Nearly 39 million people live in apartments, and the apartment industry is quickly exceeding capacity. (Source: National Multifamily Housing Council and the National Apartment Association)

In the past five years, an average of one million new renter households were formed every year, which is a record amount; and, It will take building an average of at least 325,000 new apartment homes every year to meet demand; yet, on average, just 244,000 apartments were delivered from 2012 through 2016. (Source: National Multifamily Housing Council and the National Apartment Association)

NEWS & NOTABLES

ATLANTA—Hotel Equities named Jimmy Grover as regional director of 0perations for the firm. Grover reports to Dominic Buompastore, vice president of operations/full service and resorts. He has oversight of all above property operations for a group of hotels managed by Hotel Equities. With more than 20 years of hospitality industry experience, Grover began his hospitality career as a technician at the Courtyard by Marriott in Norcross, GA. Moving up quickly, he soon earned the post of general manager for the TownePlace Suites by Marriott in Chantilly, VA.

DEAL TRACKER

NASHVILLE—Meridian at Hermitage, a 261-unit, value-add opportunity in Nashville, has traded hands. New York-based Arel Capital, L.P. purchased the property from Spyglass Nashville LLC. This is Arel Capital's first acquisition in the Nashville market. At the time of the sale, the asset was 96% occupied with average rents $926 per month. The CBRE team of Brett Kingman, Russ Oldham and Steve Massey represented the seller. The Hermitage submarket is one of the strongest in the Nashville MSA with historically stout rent growth and steady high occupancy rates for multifamily. The last five years have shown an impressive 36% rent growth, which is the second highest in the MSA just behind neighboring Airport/Briley Parkway.

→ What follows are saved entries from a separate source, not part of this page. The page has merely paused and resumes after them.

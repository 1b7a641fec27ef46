//! Conversation endpoints

use axum::{
    extract::{Path, Query, State},
    Json,
};
use serde::Deserialize;
use serde_json::Value;
use uuid::Uuid;

use crate::{
    auth::AuthUser,
    error::Result,
    models::{
        AddMembersRequest, CreateGroupRequest, CreatePrivateConversationRequest,
        RemoveMemberRequest, UpdateRoleRequest,
    },
    AppState,
};

use super::{success, success_with_message, Pagination};

#[derive(Debug, Deserialize)]
pub struct ListQuery {
    pub limit: Option<i64>,
    pub offset: Option<i64>,
    pub search: Option<String>,
}

pub async fn list(
    State(state): State<AppState>,
    auth: AuthUser,
    Query(query): Query<ListQuery>,
) -> Result<Json<Value>> {
    let page = Pagination {
        limit: query.limit,
        offset: query.offset,
    };
    let conversations = state
        .conversations
        .list(
            auth.user_id,
            page.limit_or(50),
            page.offset_or_zero(),
            query.search.as_deref().unwrap_or(""),
        )
        .await?;
    Ok(success(serde_json::json!({ "conversations": conversations })))
}

#[derive(Debug, Deserialize)]
pub struct SearchQuery {
    pub q: Option<String>,
    pub keyword: Option<String>,
    pub limit: Option<i64>,
    pub offset: Option<i64>,
}

pub async fn search(
    State(state): State<AppState>,
    auth: AuthUser,
    Query(query): Query<SearchQuery>,
) -> Result<Json<Value>> {
    let keyword = query
        .q
        .or(query.keyword)
        .filter(|k| !k.trim().is_empty())
        .ok_or_else(|| crate::error::AppError::InvalidArgument("q is required".to_string()))?;

    let page = Pagination {
        limit: query.limit,
        offset: query.offset,
    };
    let conversations = state
        .conversations
        .list(auth.user_id, page.limit_or(50), page.offset_or_zero(), &keyword)
        .await?;
    Ok(success(serde_json::json!({ "conversations": conversations })))
}

pub async fn create_private(
    State(state): State<AppState>,
    auth: AuthUser,
    Json(req): Json<CreatePrivateConversationRequest>,
) -> Result<Json<Value>> {
    let (conversation, created) = state
        .conversations
        .resolve_or_create_private(auth.user_id, req.user_id)
        .await?;
    let detail = state.conversations.detail(conversation.id, auth.user_id).await?;
    Ok(success(serde_json::json!({
        "conversation": detail,
        "created": created,
    })))
}

pub async fn create_group(
    State(state): State<AppState>,
    auth: AuthUser,
    Json(req): Json<CreateGroupRequest>,
) -> Result<Json<Value>> {
    let conversation = state
        .conversations
        .create_group(auth.user_id, &req.name, &req.member_ids)
        .await?;
    Ok(success(serde_json::json!({ "conversation": conversation })))
}

pub async fn messages(
    State(state): State<AppState>,
    auth: AuthUser,
    Path(conversation_id): Path<Uuid>,
    Query(page): Query<Pagination>,
) -> Result<Json<Value>> {
    let history = state
        .conversations
        .messages(
            auth.user_id,
            conversation_id,
            page.limit_or(50),
            page.offset_or_zero(),
        )
        .await?;
    Ok(success(history))
}

pub async fn hide(
    State(state): State<AppState>,
    auth: AuthUser,
    Path(conversation_id): Path<Uuid>,
) -> Result<Json<Value>> {
    state.conversations.hide(auth.user_id, conversation_id).await?;
    Ok(success_with_message("Conversation hidden", ()))
}

pub async fn add_members(
    State(state): State<AppState>,
    auth: AuthUser,
    Path(conversation_id): Path<Uuid>,
    Json(req): Json<AddMembersRequest>,
) -> Result<Json<Value>> {
    state
        .conversations
        .add_members(auth.user_id, conversation_id, &req.member_ids)
        .await?;
    Ok(success_with_message("Members added", ()))
}

pub async fn remove_member(
    State(state): State<AppState>,
    auth: AuthUser,
    Path(conversation_id): Path<Uuid>,
    Json(req): Json<RemoveMemberRequest>,
) -> Result<Json<Value>> {
    state
        .conversations
        .remove_member(auth.user_id, conversation_id, req.user_id)
        .await?;
    Ok(success_with_message("Member removed", ()))
}

pub async fn leave(
    State(state): State<AppState>,
    auth: AuthUser,
    Path(conversation_id): Path<Uuid>,
) -> Result<Json<Value>> {
    state
        .conversations
        .leave_group(auth.user_id, conversation_id)
        .await?;
    Ok(success_with_message("Left conversation", ()))
}

pub async fn update_role(
    State(state): State<AppState>,
    auth: AuthUser,
    Path((conversation_id, target_user_id)): Path<(Uuid, Uuid)>,
    Json(req): Json<UpdateRoleRequest>,
) -> Result<Json<Value>> {
    state
        .conversations
        .update_role(auth.user_id, conversation_id, target_user_id, &req.role)
        .await?;
    Ok(success_with_message("Role updated", ()))
}
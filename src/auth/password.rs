use argon2::{
    Argon2,
    password_hash::{PasswordHash, PasswordHasher, PasswordVerifier, SaltString, rand_core::OsRng},
};

pub fn hash_password(password: &str) -> String {
    let argon2 = Argon2::default();
    let salt = SaltString::generate(&mut OsRng);

    argon2
        .hash_password(password.as_bytes(), &salt)
        .unwrap()
        .to_string()
}

pub fn verify_password(password: &str, hashed: &str) -> Result<(), argon2::password_hash::Error> {
    let argon2 = Argon2::default();
    let parsed = PasswordHash::new(hashed)?;

    argon2.verify_password(password.as_bytes(), &parsed)
}

#[cfg(test)]
mod tests {
    use super::*;

    #[test]
    fn hash_then_verify_round_trips() {
        let hashed = hash_password("correct horse battery staple");
        assert!(verify_password("correct horse battery staple", &hashed).is_ok());
        assert!(verify_password("wrong password", &hashed).is_err());
    }
}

FAIRBURN, GA—Balfour Beatty Communities has acquired Evergreen Terrace in Fairburn. The multifamily asset consists of 244 units built in 2009. The gated community offers one-, two-, three- and four-bedroom apartment homes and indoor/outdoor pools, tennis court, bowling alley and playground.

LEESVILLE, LA—The Boulder Group completed the sale of a single tenant new construction Dollar General located at 1382 Pitkin Road in Leesville for $1.084,873 million. The 9,014-square-foot Dollar General building is located along Highway 10, the primary north-south thoroughfare in the trade area. That's in the immediate proximity to Fort Polk, a United States Army installation with over 10,000 soldiers. Randy Blankstein and Jimmy Goodman of Boulder Group represented the seller in the transaction; a local Louisiana based developer. The purchaser was a west-coast private partnership.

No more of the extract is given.